Incumbent senator Arlen Specter (search) is in the fight of his political life against conservative upstart Pat Toomey (search). Specter is an unabashed centrist, voting against the Bush tax cut and questioning the PATRIOT Act (search). He counts among his supporters Bush foes Joe, George Soros and Democrat Harold Ickes.

So why is President Bush and the Republican establishment behind Specter in this fight?

Why?

FRED BARNES, CO-HOST: Well, the real reason is, presidents just normally back incumbent members of their party when they're running for reelection. There've been exceptions. Richard Nixon opposed Charlie Goodell in 1970, and he lost. He was a senator from New York. And Roosevelt tried to kick out some Southern Democrats back in, I think, 1938, and, and they all won.

But in any case, there's another reason, and that is, President Bush thinks he's going to win Pennsylvania this year.

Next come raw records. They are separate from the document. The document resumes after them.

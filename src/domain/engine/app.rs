use std::sync::Arc;

use snafu::prelude::*;
use tokio::sync::{broadcast, watch};

use crate::domain::engine::inbound::TimerPort;
use crate::domain::engine::worker::{self, LoadWorkerConfigError, WorkerConfig, WorkerHandle};
use crate::domain::entity::{ActiveSession, DomainEvent, TaskRef, TimerSnapshot};
use crate::domain::repository::{
    DurationRepository, MessageRepository, ProfileRepository, ScoreRepository,
};

/// Entrance to the focus timer, owning the background worker.
///
/// Dropping the engine aborts the countdown. Call [`TimerPort::shutdown`] to
/// stop it and wait for the worker to exit.
#[derive(Debug)]
pub struct FocusEngine {
    worker: WorkerHandle,
}

impl FocusEngine {
    /// Spawn an engine running with the given policy. Must be called within a
    /// Tokio runtime.
    pub fn new(config: WorkerConfig, profiles: Arc<dyn ProfileRepository>) -> Self {
        Self {
            worker: worker::spawn(config, profiles),
        }
    }

    /// Initialize the engine by injecting external repositories.
    ///
    /// # Errors
    ///
    /// This function will return an error if the configuration can not be
    /// loaded.
    pub async fn setup(
        duration_repository: Arc<dyn DurationRepository>,
        score_repository: Arc<dyn ScoreRepository>,
        message_repository: Arc<dyn MessageRepository>,
        profiles: Arc<dyn ProfileRepository>,
    ) -> Result<FocusEngine, SetupEngineError> {
        let config = worker::load_config(duration_repository, score_repository, message_repository)
            .await
            .context(ConfigSnafu)?;
        Ok(Self::new(config, profiles))
    }
}
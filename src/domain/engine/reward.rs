use snafu::prelude::*;

use crate::domain::repository::{ProfileRepository, ProfileRepositoryError};

/// Credit `points` to the signed-in user's profile.
///
/// # Errors
///
/// This function will return an error if there is no signed-in profile or the
/// store fails to load or save it.
pub async fn award_points(
    profiles: &dyn ProfileRepository,
    points: u32,
) -> Result<u32, AwardPointsError> {
    let profile = profiles
        .current_profile()
        .await
        .context(LoadSnafu)?
        .context(NoProfileSnafu)?;

    let profile = profile.credited(points);
    let balance = profile.points;
    profiles.save_profile(profile).await.context(SaveSnafu)?;
    Ok(balance)
}

/// An error type of awarding points after a completed focus phase.
#[derive(Debug, Snafu)]
#[snafu(visibility(pub(crate)))]
#[non_exhaustive]
pub enum AwardPointsError {
    #[snafu(display("No signed-in profile to credit"))]
    NoProfile,
    #[snafu(display("Could not load the current profile"))]
    Load { source: ProfileRepositoryError },
    #[snafu(display("Could not save the credited profile"))]
    Save { source: ProfileRepositoryError },
    #[snafu(display("Points award task aborted"))]
    Aborted { source: tokio::task::JoinError },
}
use std::sync::Arc;

use snafu::prelude::*;
use tokio::task::JoinSet;
use tokio::time::{Duration, Interval};
use tracing::Instrument;

use crate::domain::engine::reward::{award_points, AbortedSnafu};
use crate::domain::engine::worker::handle::{Command, Intent};
use crate::domain::engine::worker::routine::WorkerContext;
use crate::domain::entity::{ActiveSession, DomainEvent, SessionPhase, TaskRef, TimerSnapshot};
use crate::tracing_report;

/// Interval between two decrements of a running countdown.
const TICK: Duration = Duration::from_secs(1);

#[derive(Debug)]
#[repr(transparent)]
pub struct WorkerState {
    inner: Option<WorkerStateInner>,
}

impl WorkerState {
    /// Creates a new [`WorkerState`].
    pub fn new() -> Self {
        Self {
            inner: Some(WorkerStateInner::new()),
        }
    }

    /// Do the business logic based on its inner state.
    pub async fn run(&mut self, context: &mut WorkerContext) {
        self.inner = match self.inner.take() {
            Some(inner) => Some(inner.run(context).await),
            None => unreachable!("`WorkerState`'s inner should not be `None`"),
        };
    }

    /// Returns `true` if is stopped of this [`WorkerState`].
    pub fn is_stopped(&self) -> bool {
        matches!(self.inner, Some(WorkerStateInner::Stopped(_)))
    }
}

/// Actual implementation of running state of [`WorkerRoutine`].
///
/// [`WorkerRoutine`]: super::routine::WorkerRoutine
#[derive(Debug)]
enum WorkerStateInner {
    Idle(IdleState),
    Counting(CountingState),
    Paused(PausedState),
    Stopped(StoppedState),
}

impl WorkerStateInner {
    fn new() -> Self {
        Self::Idle(IdleState)
    }

    async fn run(self, context: &mut WorkerContext) -> Self {
        match self {
            Self::Idle(state) => state.run(context).await,
            Self::Counting(state) => state.run(context).await,
            Self::Paused(state) => state.run(context).await,
            Self::Stopped(state) => state.into(),
        }
    }
}

impl From<IdleState> for WorkerStateInner {
    fn from(value: IdleState) -> Self {
        Self::Idle(value)
    }
}

impl From<CountingState> for WorkerStateInner {
    fn from(value: CountingState) -> Self {
        Self::Counting(value)
    }
}

impl From<PausedState> for WorkerStateInner {
    fn from(value: PausedState) -> Self {
        Self::Paused(value)
    }
}

impl From<StoppedState> for WorkerStateInner {
    fn from(value: StoppedState) -> Self {
        Self::Stopped(value)
    }
}

/// A state which indicates that no session exists and the worker waits for a
/// start.
#[derive(Debug)]
struct IdleState;

impl IdleState {
    async fn run(self, context: &mut WorkerContext) -> WorkerStateInner {
        let Some(Command { intent, responder }) = context.commands.recv().await else {
            return StoppedState.into();
        };

        let next = match intent {
            Intent::Start(task) => self.handle_start(context, task).await,
            Intent::Shutdown => StoppedState.into(),
            intent => {
                tracing::debug!(?intent, "No session running, ignoring intent");
                self.into()
            }
        };
        let _ = responder.send(());
        next
    }

    async fn handle_start(
        self,
        context: &mut WorkerContext,
        task: Option<TaskRef>,
    ) -> WorkerStateInner {
        let policy = context.config.policy;
        let session = ActiveSession::focusing(task, policy.focus, policy.short_break);
        let snapshot = TimerSnapshot::focus(policy.focus, context.cycles);

        tracing::info!(
            task = session.task.as_ref().map(|task| task.id.as_str()),
            minutes = policy.focus.minutes(),
            "Focus session started"
        );

        context.outbox.publish_session(Some(session.clone()));
        context.outbox.publish(snapshot);

        CountingState {
            session,
            snapshot,
            ticker: spawn_ticker().await,
        }
        .into()
    }
}

/// A state which indicates that a focus or break countdown is ticking.
#[derive(Debug)]
struct CountingState {
    session: ActiveSession,
    snapshot: TimerSnapshot,
    ticker: Interval,
}

impl CountingState {
    async fn run(mut self, context: &mut WorkerContext) -> WorkerStateInner {
        tokio::select! {
            _ = self.ticker.tick() => self.handle_tick(context).await,
            command = context.commands.recv() => {
                let Some(Command { intent, responder }) = command else {
                    return StoppedState.into();
                };

                let next = match intent {
                    Intent::Pause => self.handle_pause(context),
                    Intent::Stop => stop_session(context, self.session),
                    Intent::SkipBreak if self.snapshot.is_break => {
                        skip_break(context, self.session)
                    }
                    Intent::Shutdown => StoppedState.into(),
                    intent => {
                        tracing::debug!(?intent, "Countdown running, ignoring intent");
                        self.into()
                    }
                };
                let _ = responder.send(());
                next
            },
        }
    }

    async fn handle_tick(self, context: &mut WorkerContext) -> WorkerStateInner {
        let snapshot = self.snapshot.decremented();
        tracing::trace!(remaining = snapshot.remaining_seconds, "Tick");
        context.outbox.publish(snapshot);

        if !snapshot.is_elapsed() {
            return CountingState { snapshot, ..self }.into();
        }

        if snapshot.is_break {
            self.finish_break(context)
        } else {
            self.finish_focus(context).await
        }
    }

    fn finish_break(self, context: &mut WorkerContext) -> WorkerStateInner {
        let message = context.config.messages.break_ended.text().to_owned();
        context.outbox.emit(DomainEvent::BreakEnded { message });

        tracing::info!(phase = %SessionPhase::Completed, "Break ended");
        context.outbox.publish_session(None);
        context.outbox.publish(context.idle_snapshot());

        IdleState.into()
    }

    async fn finish_focus(self, context: &mut WorkerContext) -> WorkerStateInner {
        let policy = context.config.policy;
        context.cycles = context.cycles.saturating_add(1);
        let cycles = context.cycles;

        let points = policy.points_for(self.session.has_task());
        context.outbox.emit(DomainEvent::SessionCompleted {
            points_earned: points,
            total_cycles_so_far: cycles,
        });

        let break_duration = policy.break_after(cycles);
        let session = ActiveSession {
            break_duration,
            phase: SessionPhase::OnBreak,
            focus_completed: self.session.focus_completed.saturating_add(1),
            ..self.session
        };
        context.outbox.emit(DomainEvent::BreakStarted {
            break_minutes: break_duration.minutes(),
        });

        tracing::info!(
            cycles,
            points,
            break_minutes = break_duration.minutes(),
            "Focus phase completed, break started"
        );

        let snapshot = TimerSnapshot::on_break(break_duration, cycles);
        context.outbox.publish_session(Some(session.clone()));
        context.outbox.publish(snapshot);

        spawn_award(context, points);

        CountingState {
            session,
            snapshot,
            ticker: spawn_ticker().await,
        }
        .into()
    }

    fn handle_pause(self, context: &mut WorkerContext) -> WorkerStateInner {
        let snapshot = self.snapshot.paused(true);
        let session = ActiveSession {
            phase: SessionPhase::Paused,
            ..self.session
        };

        tracing::info!(remaining = snapshot.remaining_seconds, "Countdown paused");
        context.outbox.publish_session(Some(session.clone()));
        context.outbox.publish(snapshot);

        PausedState { session, snapshot }.into()
    }
}

/// A state which indicates that the countdown is suspended. The remaining
/// time is kept in the snapshot for resuming.
#[derive(Debug)]
struct PausedState {
    session: ActiveSession,
    snapshot: TimerSnapshot,
}

impl PausedState {
    async fn run(self, context: &mut WorkerContext) -> WorkerStateInner {
        let Some(Command { intent, responder }) = context.commands.recv().await else {
            return StoppedState.into();
        };

        let next = match intent {
            Intent::Resume => self.handle_resume(context).await,
            Intent::Stop => stop_session(context, self.session),
            Intent::SkipBreak if self.snapshot.is_break => skip_break(context, self.session),
            Intent::Shutdown => StoppedState.into(),
            intent => {
                tracing::debug!(?intent, "Countdown paused, ignoring intent");
                self.into()
            }
        };
        let _ = responder.send(());
        next
    }

    async fn handle_resume(self, context: &mut WorkerContext) -> WorkerStateInner {
        let snapshot = self.snapshot.paused(false);
        let phase = if snapshot.is_break {
            SessionPhase::OnBreak
        } else {
            SessionPhase::Focusing
        };
        let session = ActiveSession {
            phase,
            ..self.session
        };

        tracing::info!(remaining = snapshot.remaining_seconds, "Countdown resumed");
        context.outbox.publish_session(Some(session.clone()));
        context.outbox.publish(snapshot);

        CountingState {
            session,
            snapshot,
            ticker: spawn_ticker().await,
        }
        .into()
    }
}

/// A state which indicates that [`WorkerRoutine`] should stop running.
///
/// [`WorkerRoutine`]: super::routine::WorkerRoutine
#[derive(Debug)]
struct StoppedState;

/// Cancel the session silently and return to idle.
fn stop_session(context: &mut WorkerContext, session: ActiveSession) -> WorkerStateInner {
    let session = ActiveSession {
        phase: SessionPhase::Cancelled,
        ..session
    };
    tracing::info!(phase = %session.phase, "Session stopped");

    context.outbox.publish_session(None);
    context.outbox.publish(context.idle_snapshot());

    IdleState.into()
}

/// Drop the break, return to idle and acknowledge it with a notice.
fn skip_break(context: &mut WorkerContext, session: ActiveSession) -> WorkerStateInner {
    tracing::info!(
        focus_completed = session.focus_completed,
        "Break skipped"
    );

    context.outbox.publish_session(None);
    context.outbox.publish(context.idle_snapshot());

    let message = context.config.messages.break_skipped.text().to_owned();
    context.outbox.emit(DomainEvent::Notice { message });

    IdleState.into()
}

/// Credit the points on a separate task owned by the worker. A failure,
/// including a panic inside the store, only produces a fallback notice.
fn spawn_award(context: &mut WorkerContext, points: u32) {
    while let Some(res) = context.awards.try_join_next() {
        if let Err(err) = res {
            tracing::debug!(err = %err, "Award task ended abnormally");
        }
    }

    let profiles = Arc::clone(&context.profiles);
    let events = context.outbox.events.clone();
    let fallback = context.config.messages.points_fallback.text().to_owned();

    let span = tracing::info_span!("award", points);
    context.awards.spawn(
        async move {
            let mut attempt = JoinSet::new();
            attempt.spawn(
                async move { award_points(profiles.as_ref(), points).await }
                    .in_current_span(),
            );
            let Some(res) = attempt.join_next().await else {
                return;
            };

            match res.context(AbortedSnafu).and_then(|res| res) {
                Ok(balance) => tracing::info!(balance, "Points awarded"),
                Err(err) => {
                    tracing_report!(err, "Could not award points");
                    let _ = events.send(DomainEvent::Notice { message: fallback });
                }
            }
        }
        .instrument(span),
    );
}

async fn spawn_ticker() -> Interval {
    let mut ticker = tokio::time::interval(TICK);
    ticker.tick().await;
    ticker
}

He's been steadily ahead in polls. And he thinks that Toomey might be a drag on the ticket whereas Specter wouldn't. I think he's wrong about that, but that's what the White House feels.

KONDRACKE: Well, what about your pal Rick Santorum, Specter's colleague? Now, he is ... he is a Toomey clone. Or Toomey's a clone of, of Rick Santorum. He's backing Specter. What's that all about?

BARNES: Well, here's the odd thing. Rick Santorum is, is arguing that Toomey can't win the general election. He's too conservative. Well, he's the living example of how a conservative winning twice now for the Senate in Pennsylvania. But the truth is, Santorum and Bush have hurt Toomey's chances. I still think he's going to win, though.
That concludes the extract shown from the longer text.